Texte intégral
6EME CHAMBRE CIVILE
SUR LE FOND
TRIBUNAL JUDICIAIRE
DE BORDEAUX
6EME CHAMBRE CIVILE
JUGEMENT DU 12 Décembre 2024
60A
RG n° N° RG 21/02829 - N° Portalis DBX6-W-B7F-VMAZ
Minute n°
AFFAIRE :
[V] [P]
C/
MUTUALITE SOCIALE AGRICOLE DE LA GIRONDE
SA PACIFICA ASSURANCE DOMMAGES
Compagnie d’assurance PROTEC BTP
Grosse Délivrée
le :
à
Avocats : Me Jean-jacques DAHAN
COMPOSITION DU TRIBUNAL :
Lors des débats et de la mise à disposition :
Madame Rebecca DREYFUS, juge,
statuant en juge unique.
Madame Elisabeth LAPORTE, greffier présente lors des débats et de la mise à disposition.
DÉBATS :
à l’audience publique du 10 Octobre 2024
JUGEMENT :
Réputé contradictoire
en premier ressort
Par mise à disposition au greffe
DEMANDEUR
Monsieur [V] [P]
né le [Date naissance 1] 1951 à MAROC (99)
de nationalité Française
[Adresse 4]
[Localité 7]
représenté par Me Jean-jacques DAHAN, avocat au barreau de BORDEAUX
DEFENDERESSES
MUTUALITE SOCIALE AGRICOLE DE LA GIRONDE prise en la personne de son représentant légal domicilié es qualités audit siège
[Adresse 3]
[Localité 6]
défaillante
SA PACIFICA ASSURANCE DOMMAGES prise en la personne de son représentant légal domicilié es qualités audit siège
[Adresse 5]
[Localité 8]
défaillante
Compagnie d’assurance PROTEC BTP prise en la personne de son représentant légal domicilié es qualités audit siège
[Adresse 2]
[Localité 6]
défaillante
EXPOSÉ DES FAITS ET DE LA PROCÉDURE
Le 10 octobre 2017, M. [V] [P] soutient avoir été victime d’un accident de la circulation impliquant un véhicule conduit pas M. [D] [N]. Une expertise amiable a été réalisée le 25 février 2019, diligentée par la société PACIFICA ASSURANCE DOMMAGES. Au terme de cette expertise, il a présenté à la suite de cet accident un traumatisme thoraco-abdominal avec contusion du mésocolon du genou gauche sans fracture et un état de strass post-traumatique.

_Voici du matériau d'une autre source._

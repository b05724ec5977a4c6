//! Dots: randomly shaped ellipses scattered over the canvas.
use std::f64::consts::TAU;

use glam::DVec2;
use rand::RngCore;
#[cfg(feature = "serde")]
use serde::{Deserialize, Serialize};

use crate::config::FieldConfig;
use crate::sampling::rand01;

/// Smallest radius multiplier applied to the base radius.
pub const RADIUS_JITTER_MIN: f64 = 0.8;
/// Upper bound (exclusive) of the radius multiplier.
pub const RADIUS_JITTER_MAX: f64 = 1.2;
/// Axis scale factors are drawn from `[SCALE_MIN, SCALE_MAX)`.
pub const SCALE_MIN: f64 = 0.9;
pub const SCALE_MAX: f64 = 1.1;

/// A single dot. Only `position` changes after creation.
#[derive(Clone, Copy, Debug, PartialEq)]
#[cfg_attr(feature = "serde", derive(Serialize, Deserialize))]
pub struct Dot {
    /// Centre in canvas coordinates.
    pub position: DVec2,
    /// Radius before axis scaling.
    pub radius: f64,
    pub x_scale: f64,
    pub y_scale: f64,
    /// Rotation in radians, `[0, 2π)`.
    pub rotation: f64,
}

impl Dot {
    pub fn new(position: DVec2, radius: f64) -> Self {
        Self {
            position,
            radius,
            x_scale: 1.0,
            y_scale: 1.0,
            rotation: 0.0,
        }
    }

    pub fn with_scale(mut self, x_scale: f64, y_scale: f64) -> Self {
        self.x_scale = x_scale;
        self.y_scale = y_scale;
        self
    }

    pub fn with_rotation(mut self, rotation: f64) -> Self {
        self.rotation = rotation;
        self
    }

    /// A dot anywhere in `[0, extent)` with jittered radius, scale and rotation.
    pub fn random(extent: DVec2, base_radius: f64, rng: &mut dyn RngCore) -> Self {
        let position = DVec2::new(rand01(rng) * extent.x, rand01(rng) * extent.y);
        let radius =
            base_radius * (RADIUS_JITTER_MIN + rand01(rng) * (RADIUS_JITTER_MAX - RADIUS_JITTER_MIN));
        let x_scale = SCALE_MIN + rand01(rng) * (SCALE_MAX - SCALE_MIN);
        let y_scale = SCALE_MIN + rand01(rng) * (SCALE_MAX - SCALE_MIN);
        let rotation = rand01(rng) * TAU;

        Self {
            position,
            radius,
            x_scale,
            y_scale,
            rotation,
        }
    }

    /// Horizontal semi-axis.
    #[inline]
    pub fn rx(&self) -> f64 {
        self.radius * self.x_scale
    }

    /// Vertical semi-axis.
    #[inline]
    pub fn ry(&self) -> f64 {
        self.radius * self.y_scale
    }

    /// Rotation in degrees, as used by SVG transforms.
    #[inline]
    pub fn rotation_degrees(&self) -> f64 {
        self.rotation * 180.0 / std::f64::consts::PI
    }
}

/// Scatters `config.dot_count` random dots over the canvas.
pub fn scatter_dots(config: &FieldConfig, rng: &mut dyn RngCore) -> Vec<Dot> {
    let extent = config.extent();
    (0..config.dot_count)
        .map(|_| Dot::random(extent, config.dot_radius, rng))
        .collect()
}

#[cfg(test)]
mod tests {
    use rand::rngs::StdRng;
    use rand::SeedableRng;

    use super::*;

    #[test]
    fn random_dots_stay_in_documented_ranges() {
        let mut rng = StdRng::seed_from_u64(11);
        let extent = DVec2::new(800.0, 600.0);
        for _ in 0..500 {
            let dot = Dot::random(extent, 15.0, &mut rng);
            assert!(dot.position.x >= 0.0 && dot.position.x < 800.0);
            assert!(dot.position.y >= 0.0 && dot.position.y < 600.0);
            assert!(dot.radius >= 12.0 && dot.radius < 18.0);
            assert!(dot.x_scale >= 0.9 && dot.x_scale < 1.1);
            assert!(dot.y_scale >= 0.9 && dot.y_scale < 1.1);
            assert!(dot.rotation >= 0.0 && dot.rotation < TAU);
        }
    }

    #[test]
    fn scatter_dots_uses_population_size() {
        let mut rng = StdRng::seed_from_u64(3);
        let config = FieldConfig::default().with_dot_count(17);
        assert_eq!(scatter_dots(&config, &mut rng).len(), 17);
    }

    #[test]
    fn axes_and_degrees() {
        let dot = Dot::new(DVec2::new(1.0, 2.0), 10.0)
            .with_scale(1.1, 0.9)
            .with_rotation(std::f64::consts::PI);
        assert!((dot.rx() - 11.0).abs() < 1e-12);
        assert!((dot.ry() - 9.0).abs() < 1e-12);
        assert!((dot.rotation_degrees() - 180.0).abs() < 1e-12);
    }
}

Par actes en date des 22, 23 et 31 juillet 2019, M. [V] [P] a assigné M. [D] [N], la société SA PACIFIQUE ASSURANCE DOMMAGES et la MSA de la GIRONDE devant le juges des référés au tribunal de grande instance de Bordeaux afin de voir ordonner une expertise médicale et de percrevoir une provision de 3.000 euros à valoir sur l’indemnisation de son préjudice.
Par ordonnance de référé en date du 02 décembre 2019, il a été fait droit à la demande d’expertise médicale tandis que la demande de provision était rejetée au regard d’une provision amiable de 1.000 euros déjà versée par son assureur PACIFICA, ainsi qu’une prise en charge par la MSA au titre du risque maladie.

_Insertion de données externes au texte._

//! SVG documents for relaxed dot fields and stipple marks.
//!
//! Output is byte-stable: one root `<svg>`, a full-size background `<rect>`, then one
//! element group per item with every number printed to six decimal places.
use std::f64::consts::PI;
use std::fs::File;
use std::io::{BufWriter, Write};
use std::path::Path;

use tracing::info;

use crate::error::Result;
use crate::relax::Dot;
use crate::stipple::{Mark, MarkShape};

/// Background and fill colours, as SVG colour keywords or hex strings.
#[derive(Clone, Copy, Debug, PartialEq, Eq)]
pub struct Palette {
    pub background: &'static str,
    pub fill: &'static str,
}

impl Palette {
    /// White dots on black.
    pub const DOT_FIELD: Palette = Palette {
        background: "black",
        fill: "white",
    };

    /// Black marks on white.
    pub const STIPPLE: Palette = Palette {
        background: "white",
        fill: "black",
    };
}

fn write_header<W: Write>(w: &mut W, width: u32, height: u32, palette: Palette) -> Result<()> {
    write!(
        w,
        r#"<svg width="{width}" height="{height}" xmlns="http://www.w3.org/2000/svg">"#
    )?;
    write!(
        w,
        r#"<rect width="100%" height="100%" fill="{}"/>"#,
        palette.background
    )?;
    Ok(())
}

fn write_rotated_ellipse<W: Write>(
    w: &mut W,
    cx: f64,
    cy: f64,
    rx: f64,
    ry: f64,
    rotation: f64,
    fill: &str,
) -> Result<()> {
    write!(
        w,
        r#"<g transform="rotate({:.6} {cx:.6} {cy:.6})">"#,
        rotation * 180.0 / PI
    )?;
    write!(
        w,
        r#"<ellipse cx="{cx:.6}" cy="{cy:.6}" rx="{rx:.6}" ry="{ry:.6}" fill="{fill}"/>"#
    )?;
    w.write_all(b"</g>")?;
    Ok(())
}

/// Writes relaxed dots as rotated ellipses.
pub fn write_dot_field_svg<W: Write>(
    w: &mut W,
    width: u32,
    height: u32,
    dots: &[Dot],
    palette: Palette,
) -> Result<()> {
    write_header(w, width, height, palette)?;
    for dot in dots {
        write_rotated_ellipse(
            w,
            dot.position.x,
            dot.position.y,
            dot.rx(),
            dot.ry(),
            dot.rotation,
            palette.fill,
        )?;
    }
    w.write_all(b"</svg>")?;
    Ok(())
}

/// Writes stipple marks: rotated ellipses or plain circles depending on their shape.
pub fn write_marks_svg<W: Write>(
    w: &mut W,
    width: u32,
    height: u32,
    marks: &[Mark],
    palette: Palette,
) -> Result<()> {
    write_header(w, width, height, palette)?;
    for mark in marks {
        let (cx, cy) = (mark.center.x, mark.center.y);
        match mark.shape {
            MarkShape::Ellipse => {
                write_rotated_ellipse(w, cx, cy, mark.rx, mark.ry, mark.rotation, palette.fill)?
            }
            MarkShape::Circle => write!(
                w,
                r#"<circle cx="{cx:.6}" cy="{cy:.6}" r="{:.6}" fill="{}"/>"#,
                mark.rx, palette.fill
            )?,
        }
    }
    w.write_all(b"</svg>")?;
    Ok(())
}

/// Creates `path` and writes the dot field into it.
pub fn save_dot_field_svg(
    path: impl AsRef<Path>,
    width: u32,
    height: u32,
    dots: &[Dot],
) -> Result<()> {
    let path = path.as_ref();
    let mut w = BufWriter::new(File::create(path)?);
    write_dot_field_svg(&mut w, width, height, dots, Palette::DOT_FIELD)?;
    w.flush()?;
    info!("Wrote {} dots to {}.", dots.len(), path.display());
    Ok(())
}

/// Creates `path` and writes the stipple marks into it.
pub fn save_marks_svg(
    path: impl AsRef<Path>,
    width: u32,
    height: u32,
    marks: &[Mark],
) -> Result<()> {
    let path = path.as_ref();
    let mut w = BufWriter::new(File::create(path)?);
    write_marks_svg(&mut w, width, height, marks, Palette::STIPPLE)?;
    w.flush()?;
    info!("Wrote {} marks to {}.", marks.len(), path.display());
    Ok(())
}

Le rapport d’expertise définitif a été déposé le 15 septembre 2020.
Par acte d’huissier délivré le 23 décembre 2020, 4 et 5 janvier 2021, [V] [P] a fait assigner la MSA de la Gironde en qualité de tiers payeur, la SA PACIFICA ASSURANCE DOMMAGES et la compagnie d’assurance PROTEC BTP aux fins d’indemnisation de son préjudice par l’assurance de M. [N].
Une première ordonnance de clôture a été rendue le 11 janvier 2022, la MSA de la GIRONDE, la SA PACIFICA ASSURANCE DOMMAGES et la compagnie PROTEC BTP n’ayant pas constitué avocat.

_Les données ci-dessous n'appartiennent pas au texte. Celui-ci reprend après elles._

//! Event types and sinks for observing pipeline stages.
//!
//! Stage runners in [`crate::pipeline`] emit [`FieldEvent`]s to an [`EventSink`]
//! while relaxing dots and stippling a raster.
use crate::relax::RelaxationSummary;
use crate::stipple::Mark;

/// Describes events emitted by the pipeline.
#[non_exhaustive]
#[derive(Debug, Clone)]
pub enum FieldEvent {
    /// Emitted before the first relaxation pass.
    RelaxationStarted {
        /// Number of dots being relaxed.
        dot_count: usize,
        /// Number of passes that will run.
        iterations: usize,
        /// Ideal spacing for this population.
        ideal_spacing: f64,
    },

    /// Emitted after the last relaxation pass.
    RelaxationFinished { summary: RelaxationSummary },

    /// Emitted when the Poisson-disk sampler returns.
    SamplingFinished {
        /// Accepted points.
        points: usize,
        /// Candidates generated.
        attempts: usize,
        /// Acceptances that displaced an earlier grid occupant.
        overwritten_cells: usize,
    },

    /// Emitted for every mark the stipple filter produces.
    MarkEmitted { mark: Mark },

    /// Emitted when the stipple filter finishes.
    StippleFinished {
        considered: usize,
        out_of_bounds: usize,
        emitted: usize,
    },

    /// Non-fatal warning.
    Warning {
        /// Context string (e.g. stage name).
        context: String,
        /// Human-readable message.
        message: String,
    },
}

/// Discriminant of [`FieldEvent`] used to skip building events nobody wants.
#[derive(Clone, Copy, Debug, PartialEq, Eq, Hash)]
pub enum FieldEventKind {
    RelaxationStarted,
    RelaxationFinished,
    SamplingFinished,
    MarkEmitted,
    StippleFinished,
    Warning,
}

impl FieldEvent {
    pub fn kind(&self) -> FieldEventKind {
        match self {
            FieldEvent::RelaxationStarted { .. } => FieldEventKind::RelaxationStarted,
            FieldEvent::RelaxationFinished { .. } => FieldEventKind::RelaxationFinished,
            FieldEvent::SamplingFinished { .. } => FieldEventKind::SamplingFinished,
            FieldEvent::MarkEmitted { .. } => FieldEventKind::MarkEmitted,
            FieldEvent::StippleFinished { .. } => FieldEventKind::StippleFinished,
            FieldEvent::Warning { .. } => FieldEventKind::Warning,
        }
    }
}

/// A generic event sink that accepts [`FieldEvent`]s.
pub trait EventSink {
    fn send(&mut self, event: FieldEvent);

    /// Whether events of `kind` should be built and sent at all.
    fn wants(&self, _kind: FieldEventKind) -> bool {
        true
    }
}

/// A no-op event sink.
impl EventSink for () {
    #[inline]
    fn send(&mut self, _event: FieldEvent) {}

    #[inline]
    fn wants(&self, _kind: FieldEventKind) -> bool {
        false
    }
}

/// An event sink that forwards to a user-provided closure.
pub struct FnSink<F>
where
    F: FnMut(FieldEvent),
{
    f: F,
}

impl<F> FnSink<F>
where
    F: FnMut(FieldEvent),
{
    pub fn new(f: F) -> Self {
        Self { f }
    }
}

impl<F> EventSink for FnSink<F>
where
    F: FnMut(FieldEvent),
{
    #[inline]
    fn send(&mut self, event: FieldEvent) {
        (self.f)(event);
    }
}

/// An event sink that collects events in a `Vec`, optionally skipping per-mark events.
#[derive(Default)]
pub struct VecSink {
    events: Vec<FieldEvent>,
    skip_marks: bool,
}

impl VecSink {
    pub fn new() -> Self {
        Self::default()
    }

    /// A sink that ignores [`FieldEvent::MarkEmitted`].
    pub fn without_marks() -> Self {
        Self {
            events: Vec::new(),
            skip_marks: true,
        }
    }

    pub fn into_inner(self) -> Vec<FieldEvent> {
        self.events
    }

    pub fn as_slice(&self) -> &[FieldEvent] {
        &self.events
    }

    pub fn clear(&mut self) {
        self.events.clear();
    }

    pub fn len(&self) -> usize {
        self.events.len()
    }

    pub fn is_empty(&self) -> bool {
        self.events.is_empty()
    }

    /// Number of collected events of `kind`.
    pub fn count(&self, kind: FieldEventKind) -> usize {
        self.events.iter().filter(|e| e.kind() == kind).count()
    }
}

impl EventSink for VecSink {
    #[inline]
    fn send(&mut self, event: FieldEvent) {
        self.events.push(event);
    }

    fn wants(&self, kind: FieldEventKind) -> bool {
        !(self.skip_marks && kind == FieldEventKind::MarkEmitted)
    }
}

Par jugement en date du 09 mai 2022, le tribunal a ordonné la réouverture des débats afin que M. [P] justifie de l’implication du véhicule conduit par M. [N] et de ce que celui-ci était bien assuré par la société PROTEC BTP, en produisant notamment l’enquête pénale relative à l’accident en cause. Il lui a également été demandé de produire la créance définitive de la MSA, et de justifier des versements provisionnels ou définitifs versés par son assureur, la SA PACIFICA ASSURANCE DOMMAGES.
Cette décision était suivie d’un renvoi à la mise en état, suivie de plusieurs renvois aux fins de justification de l’exécution des diligences demandées au demandeur.
Une nouvelle ordonnance de clôture était rendue le 21 février 2023. Le 22 mai 2024, un avis de clôture différée au 09 juillet 2024 pour diligences attendues par le requérant était adressé au conseil du demandeur.
L’ordonnance de clôture a été rendue le 09 juillet 2024 et l’affaire a été appelée à l’audience du 10 octobre 2024 au cours de laquelle elle a été retenue puis mise en délibéré par mise à disposition au greffe à la date de ce jour, les parties en ayant été informées selon les modalités de l’article 450 alinéa 2 du Code de Procédure Civile.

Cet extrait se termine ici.